Операция «Прикрытие» - Степан Кулик
Шрифт:
Интервал:
Закладка:
— Вот и ответ на вопрос… — нервно почесал левую ладонь Корнеев. — К деньгам, что ли? Или к удаче?.. Спасибо тебе, Игорь Степанович. Очень вовремя ты подоспел. Теперь у нас совсем иные танцы начнутся. Об орденах и медалях пусть командование хлопочет, а я лично… вместо благодарности, моим посаженым отцом тебя прошу на свадьбе быть. После войны. Не откажешь?
— Не откажу, — степенно ответил тот.
* * *Громада монастыря нависала над головой одной огромной монолитной глыбой. Дорога упиралась в запертые наглухо ворота, и со стороны двора не доносилось ни единого звука.
— Доннерветтер! И зачем было поднимать врача ночью с постели, если он тут никому не нужен?
Хохлов не скупился на эпитеты и говорил гораздо громче, чем надо. И вообще вел себя так натурально, играя роль крепко подгулявшего человека, что ни один Немирович-Данченко вместе со всеми Станиславскими не смогли бы воскликнуть: «Не верю!» Рюмка спирта, положенная после форсирования водной преграды, плюс — вторая, которая для создания правильного запаха, вполне способствовали раскрытию скрытого актерского мастерства. Ну а уж третья, которую Сергей разрешил себе сам, так сказать, «на удачу», и вовсе привела военврача в приподнятое состояние души. Вдохнув в Хохлова тот кураж, на котором самым обычным людям удается совершать самые невероятные вещи.

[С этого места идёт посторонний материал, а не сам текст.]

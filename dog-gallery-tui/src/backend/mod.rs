//! src/backend/mod.rs
//! Backend 层：与 UI 解耦的服务
//!
//!     ┌──────────┐  FetchTicket   ┌──────────┐  fetch_page()  ┌───────────────────┐
//!     │  主循环   │ ─────────────▶ │ Fetcher  │ ─────────────▶ │ dog-gallery-client│
//!     │ (app.rs) │ ◀───────────── │ (tokio)  │ ◀───────────── │   DogSource       │
//!     └──────────┘ FetchCompleted └──────────┘                └───────────────────┘
//!
//! 有模块结构：
//!     mod config_service;   // 配置文件 + 环境变量覆盖
//!     mod fetcher;          // 每个请求一个 tokio 任务，结果经 mpsc 通道送回

mod config_service;
mod fetcher;

pub use config_service::{AppConfig, LocalConfigService, PaginationStyle, APP_DIR_NAME};
pub use fetcher::Fetcher;
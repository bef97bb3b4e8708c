//! 抓取结果更新逻辑

use crate::model::{App, Completion, FetchCompleted};

/// 应用一个抓取结果
///
/// 过期结果（序号不是最新）直接丢弃；失败时弹出阻塞式提示框。
pub fn update(app: &mut App, outcome: FetchCompleted) {
    let seq = outcome.seq;
    let page = outcome.page;

    let completion = app.fetch.complete(outcome);
    if completion != Completion::Stale {
        app.clear_status();
    }

    match completion {
        Completion::Stale => {
            tracing::debug!(seq, page, latest = app.fetch.latest_seq(), "discarding stale response");
        }
        Completion::Loaded(count) => {
            tracing::info!(seq, page, count, "page loaded");
        }
        Completion::Empty => {
            tracing::info!(seq, page, "page is empty");
        }
        Completion::Failed(message) => {
            tracing::error!(seq, page, "fetch failed: {message}");
            app.alerts.push(message);
        }
    }
}
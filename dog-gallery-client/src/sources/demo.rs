//! 内置演示数据源（无需网络）

use std::time::Duration;

use async_trait::async_trait;

use crate::error::Result;
use crate::traits::DogSource;
use crate::types::DogRecord;

/// 演示数据源每页条数
pub const DEMO_PAGE_SIZE: usize = 5;

const SAMPLE_IMAGE: &str = "https://picsum.photos/536/354";

const CATALOGUE: &[(&str, &str)] = &[
    ("Labrador Retriever", SAMPLE_IMAGE),
    ("German Shepherd", SAMPLE_IMAGE),
    ("Golden Retriever", SAMPLE_IMAGE),
    ("Bulldog", SAMPLE_IMAGE),
    ("Poodle", SAMPLE_IMAGE),
    ("Beagle", SAMPLE_IMAGE),
    ("Rottweiler", ""),
    ("Dachshund", SAMPLE_IMAGE),
    ("Yorkshire Terrier", SAMPLE_IMAGE),
    ("Boxer", SAMPLE_IMAGE),
    ("Siberian Husky", SAMPLE_IMAGE),
    ("Shih Tzu", ""),
    ("Doberman Pinscher", SAMPLE_IMAGE),
    ("Great Dane", SAMPLE_IMAGE),
    ("Border Collie", SAMPLE_IMAGE),
    ("Pembroke Welsh Corgi", SAMPLE_IMAGE),
    ("Australian Shepherd", SAMPLE_IMAGE),
    ("Bernese Mountain Dog", ""),
    ("Cavalier King Charles Spaniel", SAMPLE_IMAGE),
    ("Shiba Inu", SAMPLE_IMAGE),
    ("Pug", SAMPLE_IMAGE),
    ("Chihuahua", SAMPLE_IMAGE),
    ("Samoyed", SAMPLE_IMAGE),
];

/// 演示数据源
///
/// 按 [`DEMO_PAGE_SIZE`] 切分固定目录；超出范围的页返回空列表。
/// `latency` 用于模拟网络延迟，便于观察加载状态。
#[derive(Debug, Clone, Default)]
pub struct DemoDogSource {
    latency: Duration,
}

impl DemoDogSource {
    pub fn new() -> Self {
        Self::default()
    }

    /// 设置模拟延迟
    #[must_use]
    pub fn with_latency(mut self, latency: Duration) -> Self {
        self.latency = latency;
        self
    }

    /// 目录总条数
    pub fn len(&self) -> usize {
        CATALOGUE.len()
    }

    pub fn is_empty(&self) -> bool {
        CATALOGUE.is_empty()
    }

    fn page(page: u32) -> Vec<DogRecord> {
        let index = usize::try_from(page.saturating_sub(1)).unwrap_or(usize::MAX);
        let start = index.saturating_mul(DEMO_PAGE_SIZE);
        CATALOGUE
            .iter()
            .skip(start)
            .take(DEMO_PAGE_SIZE)
            .map(|(breed, image)| DogRecord::new(*breed, *image))
            .collect()
    }
}

#[async_trait]
impl DogSource for DemoDogSource {
    fn id(&self) -> &'static str {
        "demo"
    }

    async fn fetch_page(&self, page: u32) -> Result<Vec<DogRecord>> {
        if !self.latency.is_zero() {
            tokio::time::sleep(self.latency).await;
        }
        let dogs = Self::page(page);
        log::debug!("[demo] page {page}: {} records", dogs.len());
        Ok(dogs)
    }
}

#[cfg(test)]
mod tests {
    use super::*;

    #[tokio::test]
    async fn first_page_is_full() {
        let dogs = DemoDogSource::new().fetch_page(1).await.unwrap();
        assert_eq!(dogs.len(), DEMO_PAGE_SIZE);
        assert_eq!(dogs[0].breed, "Labrador Retriever");
    }

    #[tokio::test]
    async fn pages_do_not_overlap() {
        let source = DemoDogSource::new();
        let first = source.fetch_page(1).await.unwrap();
        let second = source.fetch_page(2).await.unwrap();
        assert_eq!(second[0].breed, "Beagle");
        assert!(first.iter().all(|d| !second.contains(d)));
    }

    #[tokio::test]
    async fn last_page_is_partial() {
        let source = DemoDogSource::new();
        let last = u32::try_from(source.len().div_ceil(DEMO_PAGE_SIZE)).unwrap();
        let dogs = source.fetch_page(last).await.unwrap();
        assert_eq!(dogs.len(), source.len() - (last as usize - 1) * DEMO_PAGE_SIZE);
    }

    #[tokio::test]
    async fn page_past_catalogue_is_empty() {
        let dogs = DemoDogSource::new().fetch_page(1_000).await.unwrap();
        assert!(dogs.is_empty());
        let dogs = DemoDogSource::new().fetch_page(u32::MAX).await.unwrap();
        assert!(dogs.is_empty());
    }

    #[tokio::test]
    async fn catalogue_contains_placeholder_entries() {
        let dogs = DemoDogSource::new().fetch_page(2).await.unwrap();
        assert!(dogs.iter().any(DogRecord::uses_placeholder));
    }
}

Вообще-то, Сергей всю жизнь был жутким трусом. С детства он боялся всего на свете до дрожи в коленках. И чуть что не так — готов был разрыдаться и убежать. Но из-за боязни, что друзья заметят эту его слабость и станут дразниться, он без раздумий лез во все авантюры и драки, которые только могут случиться с подростком из пригорода.
Он и учиться не просто в медицинский пошел, а именно на хирурга — только потому, что случайно услышал разговор одноклассниц на выпускном вечере, о том, что кто-то из мальчишек боится крови. Приняв это, естественно, на свой счет — Хохлов немедленно отнес документы в мединститут, хотя еще вчера собирался учиться в университете на историческом факультете. И на фронт попал по той же причине. Первым положив заявление главврачу с просьбой отправить его в прифронтовой госпиталь. Чтоб никто и на мгновение не засомневался, будто бы он боится.
Их эшелон разбомбили еще на станции. Но, к счастью, бомбы легли не прицельно. Раненых и убитых оказалось на удивление мало. Зато Сергей, положив в карман гимнастерки осколок, оцарапавший ему щеку, раз и навсегда излечился от своей постоянной фобии. Словно произошла невероятная реинкарнация, и тот Хохлов, трус и паникер, все-таки был убит, а его тело заняла душа одного из бесстрашных героев прошлого…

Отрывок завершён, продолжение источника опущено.